Oil futures slipped a bit on Friday as rising COVID-19 cases in the U.S. and Europe heightened worries about demand for crude, but prices finished higher for the week, partly due to assurances from OPEC+ that it remains committed to production cuts.
The Organization of the Petroleum Exporting Countries and their allies, together known as OPEC+, seem “to have comforted markets that they are leading the oil market to balance,” said Edward Moya, senior market analyst at Oanda, in a market update.
Oil prices found support for the week after Saudi Arabia and Russia reportedly reiterated their commitment to the OPEC+ production cut agreement.
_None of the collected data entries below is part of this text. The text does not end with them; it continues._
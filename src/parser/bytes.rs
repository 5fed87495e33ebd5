//! Big-endian integer assembly from individual bytes.

pub fn u16_from_bytes(hi: u8, lo: u8) -> u16 {
    ((hi as u16) << 8) | (lo as u16)
}

pub fn u32_from_bytes(b0: u8, b1: u8, b2: u8, b3: u8) -> u32 {
    ((b0 as u32) << 24) | ((b1 as u32) << 16) | ((b2 as u32) << 8) | (b3 as u32)
}
#[cfg(not(target_env = "msvc"))]
use jemallocator::Jemalloc;

#[cfg(not(target_env = "msvc"))]
#[global_allocator]
static GLOBAL: Jemalloc = Jemalloc;

use std::path::PathBuf;
use std::process;

use clap::{ArgAction, Parser, Subcommand};
use log::{error, info, LevelFilter};

use pgs_srt::parser::types::Segment;
use pgs_srt::{Config, Pipeline, PngDumper, Result, RunLength};

#[derive(Debug, Parser)]
#[command(name = "pgs-srt", version, about)]
struct Args {
    /// More output; repeat for more detail.
    #[arg(short, long, action = ArgAction::Count, global = true)]
    verbose: u8,

    /// Expand runs to exactly their count instead of count + 1.
    #[arg(long, global = true)]
    exact_runs: bool,

    #[command(subcommand)]
    command: Command,
}

#[derive(Debug, Subcommand)]
enum Command {
    /// List the segments of a SUP file.
    Dump { input: PathBuf },

    /// Write every subtitle bitmap as a PNG file.
    Png {
        input: PathBuf,
        #[arg(short, long, default_value = ".")]
        out_dir: PathBuf,
    },

    /// Convert a SUP file to SRT.
    Srt {
        input: PathBuf,
        #[arg(short, long)]
        output: Option<PathBuf>,
        #[arg(short, long, default_value = pgs_srt::ocr::DEFAULT_LANGUAGE)]
        language: String,
        #[arg(long)]
        tessdata: Option<PathBuf>,
        #[arg(short = 'j', long)]
        workers: Option<usize>,
        /// Also write the bitmaps as PNG files here.
        #[arg(long)]
        dump_png: Option<PathBuf>,
    },

    /// List the OCR languages available.
    Languages {
        #[arg(long)]
        tessdata: Option<PathBuf>,
    },
}

fn main() {
    let args = Args::parse();

    let level = match args.verbose {
        0 => LevelFilter::Warn,
        1 => LevelFilter::Info,
        2 => LevelFilter::Debug,
        _ => LevelFilter::Trace,
    };
    env_logger::Builder::new()
        .filter_level(level)
        .parse_default_env()
        .init();

    if let Err(err) = run(args) {
        error!("{}", err);
        eprintln!("error: {}", err);
        process::exit(1);
    }
}

fn run(args: Args) -> Result<()> {
    let runs = if args.exact_runs { RunLength::Exact } else { RunLength::Inclusive };

    match args.command {
        Command::Dump { input } => dump(input),
        Command::Png { input, out_dir } => {
            let decoded = Pipeline::new()
                .run_length(runs)
                .observe(PngDumper::new(&out_dir)?)
                .decode(&input)?;
            info!("wrote {} bitmaps to {}", decoded.pixmaps.len(), out_dir.display());
            Ok(())
        }
        Command::Srt { input, output, language, tessdata, workers, dump_png } => {
            let mut config = Config::new(input);
            config.output = output;
            config.language = language;
            config.tessdata = tessdata;
            config.run_length = runs;
            config.dump_png = dump_png;
            if let Some(w) = workers {
                config.workers = w;
            }
            srt(config)
        }
        Command::Languages { tessdata } => languages(tessdata),
    }
}

fn dump(input: PathBuf) -> Result<()> {
    for (i, p) in pgs_srt::decode_file(&input)?.iter().enumerate() {
        println!(
            "{:>6} {:?} pts={:.3}ms dts={:.3}ms size={}",
            i,
            p.segment_type(),
            p.pts.millis(),
            p.dts.millis(),
            p.payload_size
        );
        match &p.segment {
            Segment::PresentationComposition(pcs) => println!(
                "       composition {} {:?} {}x{} objects={}",
                pcs.number, pcs.state, pcs.width, pcs.height, pcs.object_count
            ),
            Segment::WindowDefinition(wds) => {
                for w in &wds.windows {
                    println!("       window {} at {},{} {}x{}", w.id, w.x, w.y, w.width, w.height);
                }
            }
            Segment::PaletteDefinition(pds) => println!(
                "       palette {} v{} entries={}",
                pds.id,
                pds.version,
                pds.entries.len()
            ),
            Segment::ObjectDefinition(ods) => println!(
                "       object {} v{} {:?} {}x{} data={}",
                ods.id,
                ods.version,
                ods.sequence,
                ods.width,
                ods.height,
                ods.data.len()
            ),
            Segment::End => {}
        }
    }
    Ok(())
}

fn pipeline(config: &Config) -> Result<Pipeline> {
    let mut pipeline = Pipeline::new().run_length(config.run_length);
    if let Some(dir) = &config.dump_png {
        pipeline = pipeline.observe(PngDumper::new(dir)?);
    }
    Ok(pipeline)
}

#[cfg(feature = "tesseract")]
fn srt(config: Config) -> Result<()> {
    use pgs_srt::ocr::TesseractRecognizer;

    let decoded = pipeline(&config)?.decode(&config.input)?;
    let language = config.language.clone();
    let tessdata = config.tessdata.clone();
    let entries = pgs_srt::transcribe(decoded, config.workers, move || {
        TesseractRecognizer::new(tessdata.as_deref(), &language)
    })?;
    pgs_srt::srt::write_srt_file(config.output_path(), &entries)
}

#[cfg(not(feature = "tesseract"))]
fn srt(config: Config) -> Result<()> {
    // still decode so that format errors and --dump-png behave the same
    pipeline(&config)?.decode(&config.input)?;
    Err(no_ocr())
}

#[cfg(feature = "tesseract")]
fn languages(tessdata: Option<PathBuf>) -> Result<()> {
    use pgs_srt::ocr::{TesseractRecognizer, DEFAULT_LANGUAGE};
    use pgs_srt::TextRecognizer;

    let r = TesseractRecognizer::new(tessdata.as_deref(), DEFAULT_LANGUAGE)?;
    for lang in r.supported_languages() {
        println!("{}", lang);
    }
    Ok(())
}

#[cfg(not(feature = "tesseract"))]
fn languages(_tessdata: Option<PathBuf>) -> Result<()> {
    Err(no_ocr())
}

#[cfg(not(feature = "tesseract"))]
fn no_ocr() -> pgs_srt::Error {
    pgs_srt::Error::Ocr("built without text recognition; rebuild with `--features tesseract`".to_string())
}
That raised expectations that “the alliance might take further action to either address some of its members’ undercompliance or re-evaluate its plan to boost production again from January,” said Paola Rodriguez-Masiu, senior oil markets analyst at Rystad Energy. “If these hopes prove futile then prices may be in danger again next week after the OPEC+ meeting.”
The Joint OPEC-Non-OPEC Ministerial Monitoring Committee, or JMMC, which monitors compliance with production cuts, is scheduled to meet on Monday.
West Texas Intermediate crude for November delivery
fell 8 cents, or 0.2%, to $40.88 a barrel on the New York Mercantile Exchange. Prices for the front-month contract, which expires at Tuesday’s settlement, posted a weekly rise of 0.7%.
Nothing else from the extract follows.